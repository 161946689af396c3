//! Termination detection over a rolling two-board history.

use log::debug;
use serde::{Deserialize, Serialize};

use super::Board;
use crate::schema::TerminationConfig;

/// Why the detector asked the run to stop.
#[derive(Debug, Clone, Copy, PartialEq, Eq, Serialize, Deserialize)]
pub enum Termination {
    /// Every cell is at the background state.
    Empty,
    /// The board matched its predecessor for `stable_patience` generations.
    Stable,
    /// The board matched the board two generations back (but not its
    /// predecessor) for `oscillation_patience` generations.
    Oscillating,
}

/// Watches successive boards for empty, still and period-2 states.
#[derive(Debug, Clone)]
pub struct TerminationDetector {
    config: TerminationConfig,
    previous: Option<Board>,
    two_ago: Option<Board>,
    empty_count: u32,
    stable_count: u32,
    oscillation_count: u32,
}

impl TerminationDetector {
    pub fn new(config: TerminationConfig) -> Self {
        Self {
            config,
            previous: None,
            two_ago: None,
            empty_count: 0,
            stable_count: 0,
            oscillation_count: 0,
        }
    }

    /// Feed the next generation; returns the first condition whose counter
    /// reached its patience.
    pub fn observe(&mut self, board: &Board) -> Option<Termination> {
        if board.is_blank() {
            self.empty_count += 1;
        } else {
            self.empty_count = 0;
        }

        if self.previous.as_ref().is_some_and(|p| p.equals(board)) {
            self.stable_count += 1;
            self.oscillation_count = 0;
            debug!("board stable, count {}", self.stable_count);
        } else if self.two_ago.as_ref().is_some_and(|p| p.equals(board)) {
            self.oscillation_count += 1;
            self.stable_count = 0;
            debug!("board oscillating (p=2), count {}", self.oscillation_count);
        } else {
            self.stable_count = 0;
            self.oscillation_count = 0;
        }

        self.two_ago = self.previous.replace(board.clone());

        if self.empty_count >= self.config.empty_patience {
            Some(Termination::Empty)
        } else if self.stable_count >= self.config.stable_patience {
            Some(Termination::Stable)
        } else if self.oscillation_count >= self.config.oscillation_patience {
            Some(Termination::Oscillating)
        } else {
            None
        }
    }

    pub fn stable_count(&self) -> u32 {
        self.stable_count
    }

    pub fn oscillation_count(&self) -> u32 {
        self.oscillation_count
    }
}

§ §

Activity:
Restate the entries above, keeping every word intact.

Answer section:
repository 161946689af396c3
//! Termination detection over a rolling two-board history.

use log::debug;
use serde::{Deserialize, Serialize};

use super::Board;
use crate::schema::TerminationConfig;

/// Why the detector asked the run to stop.
#[derive(Debug, Clone, Copy, PartialEq, Eq, Serialize, Deserialize)]
pub enum Termination {
    /// Every cell is at the background state.
    Empty,
    /// The board matched its predecessor for `stable_patience` generations.
    Stable,
    /// The board matched the board two generations back (but not its
    /// predecessor) for `oscillation_patience` generations.
    Oscillating,
}

/// Watches successive boards for empty, still and period-2 states.
#[derive(Debug, Clone)]
pub struct TerminationDetector {
    config: TerminationConfig,
    previous: Option<Board>,
    two_ago: Option<Board>,
    empty_count: u32,
    stable_count: u32,
    oscillation_count: u32,
}

impl TerminationDetector {
    pub fn new(config: TerminationConfig) -> Self {
        Self {
            config,
            previous: None,
            two_ago: None,
            empty_count: 0,
            stable_count: 0,
            oscillation_count: 0,
        }
    }

    /// Feed the next generation; returns the first condition whose counter
    /// reached its patience.
    pub fn observe(&mut self, board: &Board) -> Option<Termination> {
        if board.is_blank() {
            self.empty_count += 1;
        } else {
            self.empty_count = 0;
        }

        if self.previous.as_ref().is_some_and(|p| p.equals(board)) {
            self.stable_count += 1;
            self.oscillation_count = 0;
            debug!("board stable, count {}", self.stable_count);
        } else if self.two_ago.as_ref().is_some_and(|p| p.equals(board)) {
            self.oscillation_count += 1;
            self.stable_count = 0;
            debug!("board oscillating (p=2), count {}", self.oscillation_count);
        } else {
            self.stable_count = 0;
            self.oscillation_count = 0;
        }

        self.two_ago = self.previous.replace(board.clone());

        if self.empty_count >= self.config.empty_patience {
            Some(Termination::Empty)
        } else if self.stable_count >= self.config.stable_patience {
            Some(Termination::Stable)
        } else if self.oscillation_count >= self.config.oscillation_patience {
            Some(Termination::Oscillating)
        } else {
            None
        }
    }

    pub fn stable_count(&self) -> u32 {
        self.stable_count
    }

    pub fn oscillation_count(&self) -> u32 {
        self.oscillation_count
    }
}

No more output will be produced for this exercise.